Now we rewrite it to use core.async instead:
(require '[clojure.core.async :as async])
(defmacro for* [[element-sym coll] & body]
`(loop [acc# [] coll# ~coll]
(if-let [~element-sym (first coll#)]
(recur (conj acc# (do ~#body)) (next coll#))
acc#)))
(def tree
(loop [i 0 t [:a [:b]]]
(if (< i 10000)
(recur (inc i)
[:a [t]])
t)))
(defn sum-depths
([tree]
(async/<!! (sum-depths tree 0)))
([node depth]
(async/go
(if-not (vector? node)
depth
(do
(apply
+
depth
(for* [child-node (second node)]
(async/<!
(sum-depths child-node (inc depth))))))))))
;; => (sum-depths tree)
50015001
It is relatively easy to rewrite a stack-recursive algorithm to use core.async instead of the call stack, and thus make it so it isn't at risk of causing a StackOverFlow in the case of large inputs. Just wrap it in a go block, and wrap the recursive calls in a <! and the whole algorithm in a <!!. The only tricky part is that core.async cannot cross function boundaries, which is why the for* macro is used above. The normal Clojure for macro crosses function boundaries internally, and thus we can't use <! inside it. By rewriting it to not do so, we can use <! inside it.
Now for this particular algorithm, the tail-recursive variant using loop/recur is probably best, but I wanted to show this technique of using core.async for posterity, since it can be useful in other cases where there isn't a trivial tail-recursive implementation.
i would also propose this one, which is kinda straightforward:
it uses more or less the same approach, as tail recursive flatten does:
(defn sum-depth
([data] (sum-depth data 1 0))
([[x & xs :as data] curr res]
(cond (empty? data) res
(coll? x) (recur (concat x [:local/up] xs) (inc curr) res)
(= :local/up x) (recur xs (dec curr) res)

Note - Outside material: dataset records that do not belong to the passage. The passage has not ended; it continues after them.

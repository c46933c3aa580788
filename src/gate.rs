//! The publish gate: version resolution, idempotency check, step execution.

use crate::clock::Clock;
use crate::config::{StepsConfig, VersionConfig};
use crate::domain::{
    resolve_version, PublishDecision, ReportedVersion, ResolvedVersion, TagPattern,
};
use crate::error::{GateError, Result};
use crate::git::{self, Repository};
use crate::index::PackageIndex;
use crate::steps::{StepContext, StepKind, StepRunner};

/// A step the gate ran, or would run in dry-run mode
#[derive(Debug, Clone, PartialEq, Eq)]
pub struct PlannedStep {
    pub kind: StepKind,
    pub command: String,
}

/// Result of a gate run that did not fail
#[derive(Debug, Clone, PartialEq)]
pub struct GateOutcome {
    pub decision: PublishDecision,
    pub steps: Vec<PlannedStep>,
    pub dry_run: bool,
}

/// Decides whether the current build gets published
pub struct PublishGate<'a> {
    repo: &'a dyn Repository,
    index: &'a dyn PackageIndex,
    clock: &'a dyn Clock,
    pattern: TagPattern,
    dev_marker: String,
}

impl<'a> PublishGate<'a> {
    pub fn new(
        repo: &'a dyn Repository,
        index: &'a dyn PackageIndex,
        clock: &'a dyn Clock,
        config: &VersionConfig,
    ) -> Result<Self> {
        Ok(PublishGate {
            repo,
            index,
            clock,
            pattern: TagPattern::new(config.tag_pattern.clone())?,
            dev_marker: config.dev_marker.clone(),
        })
    }

    /// Resolve the version to publish without touching the index
    pub fn resolve(&self, reported: &ReportedVersion) -> Result<ResolvedVersion> {
        let tag_match = git::is_exact_tag_match(self.repo, &self.pattern, reported.as_str())?;
        if !tag_match {
            match git::head_release_versions(self.repo, &self.pattern) {
                Ok(on_head) if !on_head.is_empty() => log::warn!(
                    "HEAD is tagged {} but the reported version is {}",
                    on_head.join(", "),
                    reported
                ),
                Ok(_) => {}
                Err(e) => log::debug!("Cannot list release tags on HEAD: {}", e),
            }
        }

        resolve_version(reported, tag_match, &self.dev_marker, self.clock)
    }

    /// Resolve, then check the index.
    ///
    /// An invalid version short-circuits before the index is queried.
    pub fn evaluate(&self, reported: &ReportedVersion) -> Result<PublishDecision> {
        let resolved = match self.resolve(reported) {
            Ok(resolved) => resolved,
            Err(GateError::InvalidVersion(msg)) => {
                log::error!("{}", msg);
                return Ok(PublishDecision::FailInvalidVersion(reported.clone()));
            }
            Err(e) => return Err(e),
        };

        if self.index.is_published(&resolved.version)? {
            log::info!(
                "{} {} has already been released",
                self.index.package(),
                resolved
            );
            Ok(PublishDecision::SkipAlreadyPublished(resolved))
        } else {
            Ok(PublishDecision::Proceed(resolved))
        }
    }

    /// Evaluate and run the steps matching the decision.
    ///
    /// - `Proceed`: build steps, then upload steps; the first failure aborts.
    /// - `SkipAlreadyPublished`: install-existing steps only.
    /// - `FailInvalidVersion`: returns [GateError::InvalidVersion], nothing runs.
    pub fn run(
        &self,
        reported: &ReportedVersion,
        steps: &StepsConfig,
        runner: &dyn StepRunner,
        dry_run: bool,
    ) -> Result<GateOutcome> {
        let decision = self.evaluate(reported)?;

        let plan = match &decision {
            PublishDecision::FailInvalidVersion(v) => {
                return Err(GateError::invalid_version(format!(
                    "Refusing to publish. {} does not contain '{}'",
                    v, self.dev_marker
                )));
            }
            PublishDecision::Proceed(_) => plan_steps(&[
                (StepKind::Build, &steps.build),
                (StepKind::Upload, &steps.upload),
            ]),
            PublishDecision::SkipAlreadyPublished(_) => {
                plan_steps(&[(StepKind::InstallExisting, &steps.install_existing)])
            }
        };

        if !dry_run {
            if let Some(resolved) = decision.resolved() {
                for step in &plan {
                    let context = StepContext::new(step.kind, resolved, self.index.package());
                    runner.run(&step.command, &context)?;
                }
            }
        }

        Ok(GateOutcome {
            decision,
            steps: plan,
            dry_run,
        })
    }
}

fn plan_steps(phases: &[(StepKind, &Vec<String>)]) -> Vec<PlannedStep> {
    phases
        .iter()
        .flat_map(|(kind, commands)| {
            commands.iter().map(move |command| PlannedStep {
                kind: *kind,
                command: command.clone(),
            })
        })
        .collect()
}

:else (recur xs curr (+ res curr)))))
the trick is that when you encounter the collection at the head of the sequence, you concat it to the rest, adding special indicator that signals the end of branch and level up. It allows you to track the current depth value. Quite simple, and also using one pass.

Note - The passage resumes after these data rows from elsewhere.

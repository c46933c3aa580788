//! Terminal output for the CLI.

use console::style;

use crate::domain::PublishDecision;
use crate::gate::{GateOutcome, PlannedStep};

pub fn display_error(message: &str) {
    eprintln!("{} {}", style("ERROR:").red().bold(), message);
}

pub fn display_success(message: &str) {
    println!("{} {}", style("✓").green(), message);
}

pub fn display_status(message: &str) {
    println!("{} {}", style("→").yellow(), message);
}

/// One line summary of a gate decision.
pub fn format_decision(decision: &PublishDecision) -> String {
    match decision {
        PublishDecision::Proceed(v) => {
            let kind = if v.is_release() { "release" } else { "development" };
            format!("Publishing {} build {}", kind, v)
        }
        other => other.to_string(),
    }
}

/// Render a step list, e.g. `  1. [build] make dist`.
pub fn format_steps(steps: &[PlannedStep]) -> Vec<String> {
    steps
        .iter()
        .enumerate()
        .map(|(i, step)| format!("  {}. [{}] {}", i + 1, step.kind.name(), step.command))
        .collect()
}

pub fn display_outcome(outcome: &GateOutcome) {
    let summary = format_decision(&outcome.decision);
    if let PublishDecision::SkipAlreadyPublished(_) = outcome.decision {
        display_success(&summary);
    } else {
        display_status(&summary);
    }

    if outcome.steps.is_empty() {
        return;
    }

    if outcome.dry_run {
        println!("\n{}", style("Dry run, steps not executed:").bold());
    } else {
        println!("\n{}", style("Steps executed:").bold());
    }
    for line in format_steps(&outcome.steps) {
        println!("{}", line);
    }
}

#[cfg(test)]
mod tests {
    use super::*;
    use crate::domain::{BuildKind, ReportedVersion, ResolvedVersion};
    use crate::steps::StepKind;

    #[test]
    fn test_format_development_decision() {
        let decision = PublishDecision::Proceed(ResolvedVersion {
            version: "1.0.0.dev5".to_string(),
            reported: ReportedVersion::parse("1.0.0.dev").unwrap(),
            kind: BuildKind::Development,
        });
        assert_eq!(
            format_decision(&decision),
            "Publishing development build 1.0.0.dev5"
        );
    }

    #[test]
    fn test_format_steps_numbered() {
        let steps = vec![
            PlannedStep {
                kind: StepKind::Build,
                command: "make dist".to_string(),
            },
            PlannedStep {
                kind: StepKind::Upload,
                command: "twine upload dist/*".to_string(),
            },
        ];
        assert_eq!(
            format_steps(&steps),
            vec![
                "  1. [build] make dist".to_string(),
                "  2. [upload] twine upload dist/*".to_string()
            ]
        );
    }
}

user> (sum-depth [1 [2 7] [3]])
;;=> 7
user> (sum-depth [1 2 3 [[[[[4]]]]]])
;;=> 9
You can use map/mapcat to walk a tree recursively to produce a lazy-seq (of leaf nodes). If you need depth information, just add it along the way.
(defn leaf-seq
[branch? children root]
(let [walk (fn walk [lvl node]
(if (branch? node)
(->> node
children
(mapcat (partial walk (inc lvl))))
[{:lvl lvl
:leaf node}]))]
(walk 0 root)))
To run:
(->> '((1 2 ((3))) (4))
(leaf-seq seq? identity)
(map :lvl)
(reduce +))
;; => 10
where the depths of each node are:
(->> '((1 2 ((3))) (4))
(leaf-seq seq? identity)
(map :lvl))
;; => (2 2 4 2)
Updates - sum all nodes instead of just leaf nodes
I misread the original requirement and was assuming leaf nodes only. To add the branch node back is easy, we just need to cons it before its child sequence.
(defn node-seq
"Returns all the nodes marked with depth/level"
[branch? children root]
(let [walk (fn walk [lvl node]
(lazy-seq
(cons {:lvl lvl
:node node}
(when (branch? node)
(->> node
children
(mapcat (partial walk (inc lvl))))))))]
(walk 0 root)))
Then we can walk on the hiccup-like tree as before:
(->> ["COM" [["B" [["C" [["D" [["E" [["F"] ["J" [["K" [["L"]]]]]]] ["I"]]]]] ["G" [["H"]]]]]]]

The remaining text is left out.